Sunday, October 27, 2024

11th Circuit rules that Trump's co-defendants cannot move their Georgia case to federal court

 The two opinions are here and here.  The Jeffrey Clark per curiam (W. Pryor, Rosenbaum, and Grant) opinion starts like this:

Jeffrey Clark appeals the order remanding his state criminal prosecution for conspiring to interfere in the 2020 presidential election and denying his request to remove the special purpose grand jury proceeding that preceded his criminal indictment. Clark argues that he is entitled to remove his state prosecution based on federal-officer jurisdiction, 28 U.S.C. § 1442(a)(1), and the special purpose grand jury proceeding based on federal-question jurisdiction, id. §§ 1331, 1441(a). We affirm.

Judge Rosenbaum concurs:

I agree with the Majority Opinion that Jeffrey Clark cannot remove his Georgia criminal prosecution to federal court under 28 U.S.C. § 1442(a)(1) (the “federal-officer removal statute”) because he is a former federal officer, and we have held that § 1442(a)(1) does not apply to former federal officers. But even if § 1442(a)(1) covered former federal officers, Clark still could not remove his Georgia prosecution to federal court under that statute. The federal-officer removal statute is not a get-out-of-statecourt-free card for federal officers. It allows a federal officer to remove his criminal prosecution from state court to federal court only if the action is “for or relating to any act under color of [their] office.” 28 U.S.C. § 1442(a)(1). But none of Clark’s charged conduct falls within the job description of his former positions as a federal officer. So Clark can’t satisfy the removal statute. 

Thursday, October 24, 2024

Government responds (barely) to FPD's recusal motion

Is it me or is this a pretty bare-bones response from the government?  It's 1.5 pages and ends this way: "In summary, the Defendant’s motion does not present a sufficient legal or factual basis to support a determination that the Court should exercise its discretion to disqualify itself or otherwise recuse."

The FPD's office slammed the "conclusory response" in its 7-page reply.  It ends this way:

In short, the government does not accurately set forth the controlling legal standards governing Mr. Routh’s motion. It does not dispute any of the objective (and unique) facts upon which his motion is based. And its conclusory response, consisting of three inapt citations, otherwise fails to explain why the undisputed facts of this case might reasonably create an appearance of partiality in the mind of the public.

3. Finally, there is one new, additional matter that Mr. Routh must raise. 

After Mr. Routh filed his motion, the government advised defense counsel for the first time that one member of the prosecution’s team—Christopher Browne of the Justice Department’s National Security Section in Miami—attended high school with Your Honor, and Your Honor attended Mr. Browne’s wedding nine years ago. It is unclear why the government believed that this information was important enough to share with defense counsel but not important enough to include in its response. And it is unclear why, despite hundreds of able prosecutors in this District and around the country, the government elected to staff its team in this high-profile case with a prosecutor who enjoys a longstanding, personal relationship with the presiding judge. In the mind of the public, this fact could further add to the appearance of partiality.
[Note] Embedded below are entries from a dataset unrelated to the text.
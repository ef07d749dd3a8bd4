//! OpenAI remote embedding provider

use async_trait::async_trait;
use inquest_core::{EmbeddingError, EmbeddingProvider, EmbeddingResult};
use serde::Deserialize;
use std::time::Duration;

pub const OPENAI_DIMENSIONS: usize = 1536;
const DEFAULT_MODEL: &str = "text-embedding-3-small";

/// High-quality embeddings via the OpenAI API
pub struct OpenAiEmbedding {
    client: reqwest::Client,
    base_url: String,
    api_key: String,
    model: String,
    timeout: Duration,
}

impl OpenAiEmbedding {
    pub fn new(api_key: impl Into<String>, timeout: Duration) -> Self {
        Self {
            client: reqwest::Client::new(),
            base_url: "https://api.openai.com".to_string(),
            api_key: api_key.into(),
            model: DEFAULT_MODEL.to_string(),
            timeout,
        }
    }

    /// Point at a different endpoint (used by tests)
    pub fn with_base_url(mut self, base_url: impl Into<String>) -> Self {
        self.base_url = base_url.into();
        self
    }
}

#[derive(Debug, Deserialize)]
struct EmbeddingsResponse {
    data: Vec<EmbeddingDatum>,
}

#[derive(Debug, Deserialize)]
struct EmbeddingDatum {
    embedding: Vec<f32>,
}

#[async_trait]
impl EmbeddingProvider for OpenAiEmbedding {
    fn dimensions(&self) -> usize {
        OPENAI_DIMENSIONS
    }

    fn recommended_threshold(&self) -> f32 {
        0.85
    }

    async fn embed(&self, text: &str) -> EmbeddingResult<Vec<f32>> {
        let url = format!("{}/v1/embeddings", self.base_url);
        let body = serde_json::json!({
            "model": self.model,
            "input": text.trim(),
        });

        let response = self
            .client
            .post(&url)
            .bearer_auth(&self.api_key)
            .json(&body)
            .timeout(self.timeout)
            .send()
            .await
            .map_err(|e| EmbeddingError::Http(e.to_string()))?;

        if !response.status().is_success() {
            let status = response.status();
            let detail = response.text().await.unwrap_or_default();
            return Err(EmbeddingError::Http(format!(
                "embeddings API error ({status}): {detail}"
            )));
        }

        let parsed: EmbeddingsResponse = response
            .json()
            .await
            .map_err(|e| EmbeddingError::InvalidResponse(e.to_string()))?;

        parsed
            .data
            .into_iter()
            .next()
            .map(|d| d.embedding)
            .ok_or_else(|| EmbeddingError::InvalidResponse("empty data array".to_string()))
    }

    fn name(&self) -> &str {
        "openai-embedding"
    }
}

#[cfg(test)]
mod tests {
    use super::*;
    use wiremock::matchers::{method, path};
    use wiremock::{Mock, MockServer, ResponseTemplate};

    #[tokio::test]
    async fn parses_embedding_from_response() {
        let server = MockServer::start().await;
        Mock::given(method("POST"))
            .and(path("/v1/embeddings"))
            .respond_with(ResponseTemplate::new(200).set_body_json(serde_json::json!({
                "data": [{"embedding": [0.1, 0.2, 0.3]}],
                "model": "text-embedding-3-small",
            })))
            .mount(&server)
            .await;

        let provider = OpenAiEmbedding::new("sk-test", Duration::from_secs(5))
            .with_base_url(server.uri());
        let vec = provider.embed("hello").await.unwrap();
        assert_eq!(vec, vec![0.1, 0.2, 0.3]);
    }

    #[tokio::test]
    async fn http_error_maps_to_embedding_error() {
        let server = MockServer::start().await;
        Mock::given(method("POST"))
            .and(path("/v1/embeddings"))
            .respond_with(ResponseTemplate::new(401).set_body_string("invalid key"))
            .mount(&server)
            .await;

        let provider = OpenAiEmbedding::new("sk-bad", Duration::from_secs(5))
            .with_base_url(server.uri());
        let err = provider.embed("hello").await.unwrap_err();
        assert!(matches!(err, EmbeddingError::Http(_)));
    }

    #[test]
    fn threshold_is_high_for_neural_vectors() {
        let provider = OpenAiEmbedding::new("sk-test", Duration::from_secs(5));
        assert!((provider.recommended_threshold() - 0.85).abs() < f32::EPSILON);
        assert_eq!(provider.dimensions(), OPENAI_DIMENSIONS);
    }
}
The original post, discussing the PD's motion to recuse, is here.

Wednesday, October 23, 2024

Eleventh Circuit Rules on Havana Docks Case. Will it be the last time?

By John R. Byrne

A win for the cruise lines (at least for now) at the Eleventh Circuit in the Havana Docks case, a case that involves application of the Helms Burton Act. 

To set the stage, under the act, a US national who owns a claim to confiscated property has a private right of action against any person who traffics in that property. Havana Docks corporation brought a claim against various cruise lines, alleging that the Cuban government had confiscated property that it had the right to operate (e.g., docks and piers) and that the cruise lines "trafficked" in that property when using the docks and piers to bring tourists to Cuba between 2015 and 2019. 

We blogged many months ago about the win for Havana Docks at the district court level, which resulted in a $400m judgment against the cruise lines. But on appeal, two out of the three judges (Judges Pryor and Jordan) saw things differently.  The gist of their holding was that Havana Docks's right to operate the docks/piers (which flowed from a 99 year "concession" granted to it by the Cuban government) had expired in 2004, before the cruise lines' trafficking took place. 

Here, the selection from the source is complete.